* [WHAT TO DO]
Could you reproduce, word for word, everything below from the line containing "for driver allocations" down to the line containing "use ash::vk;", with both of those lines included and no others?

'''

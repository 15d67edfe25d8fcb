//! Host memory arena for driver allocations
//!
//! Every host-side allocation the Vulkan driver makes on our behalf is
//! routed through one named arena via `vk::AllocationCallbacks`, so driver
//! memory is tracked, zero-initialized, and freed uniformly. The callbacks
//! are installed at instance and device creation; child objects inherit them
//! through Vulkan's allocation-scope rules.

use ash::vk;
use std::alloc::{alloc_zeroed, dealloc, Layout};
use std::collections::HashMap;
use std::ffi::c_void;
use std::sync::atomic::{AtomicUsize, Ordering};
use std::sync::Mutex;

/// Named allocation arena backing the driver's host allocations.
///
/// The arena must stay at a stable address for as long as any Vulkan object
/// created with its callbacks is alive; callers keep it boxed and drop it
/// after the instance.
///
/// # Thread Safety
/// The driver may allocate from its own threads, so the pointer-to-layout
/// map is lock-protected even though the rest of the renderer is
/// single-threaded.
pub struct ArenaAllocator {
    name: &'static str,
    allocations: Mutex<HashMap<usize, Layout>>,
    bytes_in_use: AtomicUsize,
}

impl ArenaAllocator {
    /// Create a new arena with a diagnostic name
    pub fn new(name: &'static str) -> Box<Self> {
        Box::new(Self {
            name,
            allocations: Mutex::new(HashMap::new()),
            bytes_in_use: AtomicUsize::new(0),
        })
    }

    /// Build the callback set routing driver allocations through this arena
    pub fn callbacks(&self) -> vk::AllocationCallbacks {
        vk::AllocationCallbacks::builder()
            .user_data(self as *const Self as *mut c_void)
            .pfn_allocation(Some(arena_allocation))
            .pfn_reallocation(Some(arena_reallocation))
            .pfn_free(Some(arena_free))
            .build()
    }

    /// Bytes currently held by the driver
    pub fn bytes_in_use(&self) -> usize {
        self.bytes_in_use.load(Ordering::Relaxed)
    }

    /// Number of live driver allocations
    pub fn allocation_count(&self) -> usize {
        self.lock_map().len()
    }

    fn lock_map(&self) -> std::sync::MutexGuard<'_, HashMap<usize, Layout>> {
        // A panic while holding the lock only loses tracking data; keep
        // serving the driver rather than aborting inside an FFI callback.
        match self.allocations.lock() {
            Ok(guard) => guard,
            Err(poisoned) => poisoned.into_inner(),
        }
    }

    fn allocate(&self, size: usize, alignment: usize) -> *mut c_void {
        if size == 0 {
            return std::ptr::null_mut();
        }
        let Ok(layout) = Layout::from_size_align(size, alignment.max(1)) else {
            log::error!("arena '{}': invalid layout ({size} bytes, align {alignment})", self.name);
            return std::ptr::null_mut();
        };

        let ptr = unsafe { alloc_zeroed(layout) };
        if ptr.is_null() {
            log::error!("arena '{}': host allocation of {size} bytes failed", self.name);
            return std::ptr::null_mut();
        }

        self.lock_map().insert(ptr as usize, layout);
        self.bytes_in_use.fetch_add(size, Ordering::Relaxed);
        ptr.cast()
    }

    fn free(&self, ptr: *mut c_void) {
        if ptr.is_null() {
            return;
        }
        let Some(layout) = self.lock_map().remove(&(ptr as usize)) else {
            // Never abort on a driver bookkeeping mismatch
            log::error!("arena '{}': free of untracked pointer {ptr:p}", self.name);
            return;
        };

        self.bytes_in_use.fetch_sub(layout.size(), Ordering::Relaxed);
        unsafe { dealloc(ptr.cast(), layout) };
    }

    fn reallocate(&self, original: *mut c_void, size: usize, alignment: usize) -> *mut c_void {
        if original.is_null() {
            return self.allocate(size, alignment);
        }
        if size == 0 {
            self.free(original);
            return std::ptr::null_mut();
        }

        let old_layout = match self.lock_map().get(&(original as usize)) {
            Some(layout) => *layout,
            None => {
                log::error!("arena '{}': realloc of untracked pointer {original:p}", self.name);
                return std::ptr::null_mut();
            }
        };

        let fresh = self.allocate(size, alignment);
        if fresh.is_null() {
            return std::ptr::null_mut();
        }

        unsafe {
            std::ptr::copy_nonoverlapping(
                original.cast::<u8>(),
                fresh.cast::<u8>(),
                old_layout.size().min(size),
            );
        }
        self.free(original);
        fresh
    }
}

impl Drop for ArenaAllocator {
    fn drop(&mut self) {
        let leaked = self.lock_map().len();
        if leaked > 0 {
            log::warn!(
                "arena '{}': {} driver allocation(s) still live at shutdown ({} bytes)",
                self.name,
                leaked,
                self.bytes_in_use()
            );
        } else {
            log::debug!("arena '{}': all driver allocations returned", self.name);
        }
    }
}

unsafe extern "system" fn arena_allocation(
    user_data: *mut c_void,
    size: usize,
    alignment: usize,
    _scope: vk::SystemAllocationScope,
) -> *mut c_void {
    let arena = &*user_data.cast::<ArenaAllocator>();
    arena.allocate(size, alignment)
}

unsafe extern "system" fn arena_reallocation(
    user_data: *mut c_void,
    original: *mut c_void,
    size: usize,
    alignment: usize,
    _scope: vk::SystemAllocationScope,
) -> *mut c_void {
    let arena = &*user_data.cast::<ArenaAllocator>();
    arena.reallocate(original, size, alignment)
}

unsafe extern "system" fn arena_free(user_data: *mut c_void, memory: *mut c_void) {
    let arena = &*user_data.cast::<ArenaAllocator>();
    arena.free(memory);
}

#[cfg(test)]
mod tests {
    use super::*;

    #[test]
    fn allocations_are_zeroed_and_tracked() {
        let arena = ArenaAllocator::new("test");

        let ptr = arena.allocate(64, 16);
        assert!(!ptr.is_null());
        assert_eq!(arena.bytes_in_use(), 64);
        assert_eq!(arena.allocation_count(), 1);

        let bytes = unsafe { std::slice::from_raw_parts(ptr.cast::<u8>(), 64) };
        assert!(bytes.iter().all(|&b| b == 0));

        arena.free(ptr);
        assert_eq!(arena.bytes_in_use(), 0);
        assert_eq!(arena.allocation_count(), 0);
    }

    #[test]
    fn zero_sized_allocation_returns_null() {
        let arena = ArenaAllocator::new("test");
        assert!(arena.allocate(0, 8).is_null());
        assert_eq!(arena.allocation_count(), 0);
    }

    #[test]
    fn reallocation_preserves_contents() {
        let arena = ArenaAllocator::new("test");

        let ptr = arena.allocate(16, 8);
        unsafe {
            std::slice::from_raw_parts_mut(ptr.cast::<u8>(), 16).copy_from_slice(&[0xAB; 16]);
        }

        let grown = arena.reallocate(ptr, 64, 8);
        assert!(!grown.is_null());
        assert_eq!(arena.allocation_count(), 1);
        assert_eq!(arena.bytes_in_use(), 64);

        let bytes = unsafe { std::slice::from_raw_parts(grown.cast::<u8>(), 64) };
        assert!(bytes[..16].iter().all(|&b| b == 0xAB));
        assert!(bytes[16..].iter().all(|&b| b == 0));

        arena.free(grown);
        assert_eq!(arena.bytes_in_use(), 0);
    }

    #[test]
    fn freeing_untracked_pointer_is_ignored() {
        let arena = ArenaAllocator::new("test");
        let mut stack_value = 0u64;
        arena.free((&mut stack_value as *mut u64).cast());
        assert_eq!(arena.allocation_count(), 0);
    }

    #[test]
    fn callbacks_route_through_the_arena() {
        let arena = ArenaAllocator::new("test");
        let callbacks = arena.callbacks();

        let ptr = unsafe {
            arena_allocation(
                callbacks.p_user_data,
                128,
                8,
                vk::SystemAllocationScope::INSTANCE,
            )
        };
        assert!(!ptr.is_null());
        assert_eq!(arena.bytes_in_use(), 128);

        unsafe { arena_free(callbacks.p_user_data, ptr) };
        assert_eq!(arena.bytes_in_use(), 0);
    }
}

'''

* [OUTPUT FOR THIS EXERCISE]
//! Host memory arena for driver allocations
//!
//! Every host-side allocation the Vulkan driver makes on our behalf is
//! routed through one named arena via `vk::AllocationCallbacks`, so driver
//! memory is tracked, zero-initialized, and freed uniformly. The callbacks
//! are installed at instance and device creation; child objects inherit them
//! through Vulkan's allocation-scope rules.

use ash::vk;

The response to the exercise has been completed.